_Work request_: State only how many lines below include the string "optional".

_Data_:
■ ■ ■ ■ ■ ■ ■

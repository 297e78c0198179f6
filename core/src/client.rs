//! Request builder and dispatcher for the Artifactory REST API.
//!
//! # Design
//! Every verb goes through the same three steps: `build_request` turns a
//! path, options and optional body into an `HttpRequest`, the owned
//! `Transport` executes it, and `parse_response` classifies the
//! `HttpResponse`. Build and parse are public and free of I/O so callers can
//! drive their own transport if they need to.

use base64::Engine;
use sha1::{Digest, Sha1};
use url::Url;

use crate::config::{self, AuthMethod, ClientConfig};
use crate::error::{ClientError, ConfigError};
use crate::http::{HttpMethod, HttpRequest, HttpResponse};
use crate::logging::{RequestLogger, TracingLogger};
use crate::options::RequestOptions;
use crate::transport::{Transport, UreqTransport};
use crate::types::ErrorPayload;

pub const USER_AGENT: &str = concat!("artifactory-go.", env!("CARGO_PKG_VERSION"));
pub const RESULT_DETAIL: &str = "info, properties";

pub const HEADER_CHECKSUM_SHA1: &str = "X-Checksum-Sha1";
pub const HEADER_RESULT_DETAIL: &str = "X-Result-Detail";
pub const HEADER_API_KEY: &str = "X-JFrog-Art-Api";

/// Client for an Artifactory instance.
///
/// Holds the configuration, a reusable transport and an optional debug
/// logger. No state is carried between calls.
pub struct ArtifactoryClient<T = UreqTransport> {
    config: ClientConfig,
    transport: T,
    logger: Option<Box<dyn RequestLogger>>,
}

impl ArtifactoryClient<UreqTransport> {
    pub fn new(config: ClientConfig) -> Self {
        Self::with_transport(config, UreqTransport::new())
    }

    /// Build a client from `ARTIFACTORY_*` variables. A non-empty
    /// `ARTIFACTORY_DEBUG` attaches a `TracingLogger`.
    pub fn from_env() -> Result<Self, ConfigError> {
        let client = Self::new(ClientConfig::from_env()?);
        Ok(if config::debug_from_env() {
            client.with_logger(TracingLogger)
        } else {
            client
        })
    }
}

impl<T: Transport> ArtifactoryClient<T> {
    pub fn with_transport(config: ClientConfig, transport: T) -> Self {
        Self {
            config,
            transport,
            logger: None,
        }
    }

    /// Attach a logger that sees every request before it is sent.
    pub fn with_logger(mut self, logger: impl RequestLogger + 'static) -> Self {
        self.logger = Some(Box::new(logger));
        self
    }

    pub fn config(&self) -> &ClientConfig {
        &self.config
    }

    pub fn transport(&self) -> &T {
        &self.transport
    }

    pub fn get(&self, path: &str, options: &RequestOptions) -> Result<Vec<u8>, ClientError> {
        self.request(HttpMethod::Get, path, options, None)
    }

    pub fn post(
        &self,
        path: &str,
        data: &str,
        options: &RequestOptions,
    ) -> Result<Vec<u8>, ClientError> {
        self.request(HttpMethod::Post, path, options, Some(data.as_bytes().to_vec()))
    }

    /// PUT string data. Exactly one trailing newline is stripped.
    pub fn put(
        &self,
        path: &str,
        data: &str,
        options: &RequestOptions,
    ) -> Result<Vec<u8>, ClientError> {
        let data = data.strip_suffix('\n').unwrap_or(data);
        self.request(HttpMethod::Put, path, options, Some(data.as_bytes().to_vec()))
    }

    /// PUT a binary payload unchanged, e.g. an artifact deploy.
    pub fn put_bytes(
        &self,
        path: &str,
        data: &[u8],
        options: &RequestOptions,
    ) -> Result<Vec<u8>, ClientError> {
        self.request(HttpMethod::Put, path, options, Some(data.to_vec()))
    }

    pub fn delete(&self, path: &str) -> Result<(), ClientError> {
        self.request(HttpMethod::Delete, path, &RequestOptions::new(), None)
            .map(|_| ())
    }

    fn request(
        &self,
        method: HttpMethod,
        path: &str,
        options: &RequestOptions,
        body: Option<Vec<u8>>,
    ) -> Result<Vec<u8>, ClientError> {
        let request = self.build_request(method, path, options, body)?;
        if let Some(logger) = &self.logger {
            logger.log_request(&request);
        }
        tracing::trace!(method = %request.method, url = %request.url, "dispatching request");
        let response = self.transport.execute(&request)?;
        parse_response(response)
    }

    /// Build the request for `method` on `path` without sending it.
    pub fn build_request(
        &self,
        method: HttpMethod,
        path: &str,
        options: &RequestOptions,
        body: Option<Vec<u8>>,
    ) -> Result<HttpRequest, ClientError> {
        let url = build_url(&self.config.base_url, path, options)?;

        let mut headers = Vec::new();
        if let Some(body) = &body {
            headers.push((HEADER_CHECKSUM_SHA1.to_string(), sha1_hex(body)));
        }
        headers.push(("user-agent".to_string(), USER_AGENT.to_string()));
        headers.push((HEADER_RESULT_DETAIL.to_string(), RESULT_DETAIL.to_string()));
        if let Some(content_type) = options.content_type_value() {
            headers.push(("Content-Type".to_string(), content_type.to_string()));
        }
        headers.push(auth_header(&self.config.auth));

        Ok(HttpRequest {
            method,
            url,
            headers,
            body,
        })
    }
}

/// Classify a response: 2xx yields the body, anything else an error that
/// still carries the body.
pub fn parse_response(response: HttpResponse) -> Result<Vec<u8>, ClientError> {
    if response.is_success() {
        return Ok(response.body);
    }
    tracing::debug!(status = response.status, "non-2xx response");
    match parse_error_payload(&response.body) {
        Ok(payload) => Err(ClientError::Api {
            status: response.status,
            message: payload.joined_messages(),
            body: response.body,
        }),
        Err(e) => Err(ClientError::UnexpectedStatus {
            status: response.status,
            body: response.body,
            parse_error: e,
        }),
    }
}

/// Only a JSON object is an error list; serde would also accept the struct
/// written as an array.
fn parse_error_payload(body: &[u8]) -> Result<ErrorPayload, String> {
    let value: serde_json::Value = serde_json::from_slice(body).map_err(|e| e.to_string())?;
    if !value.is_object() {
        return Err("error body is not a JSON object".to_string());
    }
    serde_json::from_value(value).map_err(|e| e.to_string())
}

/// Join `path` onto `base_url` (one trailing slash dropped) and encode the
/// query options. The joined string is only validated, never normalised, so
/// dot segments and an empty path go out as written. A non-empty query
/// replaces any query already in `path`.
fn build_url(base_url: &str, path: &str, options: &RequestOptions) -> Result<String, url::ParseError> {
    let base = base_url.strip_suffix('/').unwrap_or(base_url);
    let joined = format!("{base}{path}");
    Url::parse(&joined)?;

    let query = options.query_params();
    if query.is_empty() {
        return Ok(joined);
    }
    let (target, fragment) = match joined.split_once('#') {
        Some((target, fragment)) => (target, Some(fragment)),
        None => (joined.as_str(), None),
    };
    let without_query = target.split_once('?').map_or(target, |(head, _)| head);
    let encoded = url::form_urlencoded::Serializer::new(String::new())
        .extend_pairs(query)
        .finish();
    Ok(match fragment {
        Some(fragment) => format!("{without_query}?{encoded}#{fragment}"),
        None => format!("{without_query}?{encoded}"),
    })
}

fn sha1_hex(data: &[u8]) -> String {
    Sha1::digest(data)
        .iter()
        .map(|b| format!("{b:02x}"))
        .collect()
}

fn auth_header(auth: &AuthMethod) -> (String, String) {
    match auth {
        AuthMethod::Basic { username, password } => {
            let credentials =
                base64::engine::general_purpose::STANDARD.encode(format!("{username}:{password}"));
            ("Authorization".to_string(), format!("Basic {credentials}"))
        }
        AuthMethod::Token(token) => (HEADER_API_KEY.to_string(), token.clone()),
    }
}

■ ■ ■ ■ ■ ■ ■

_Result of the task_: 2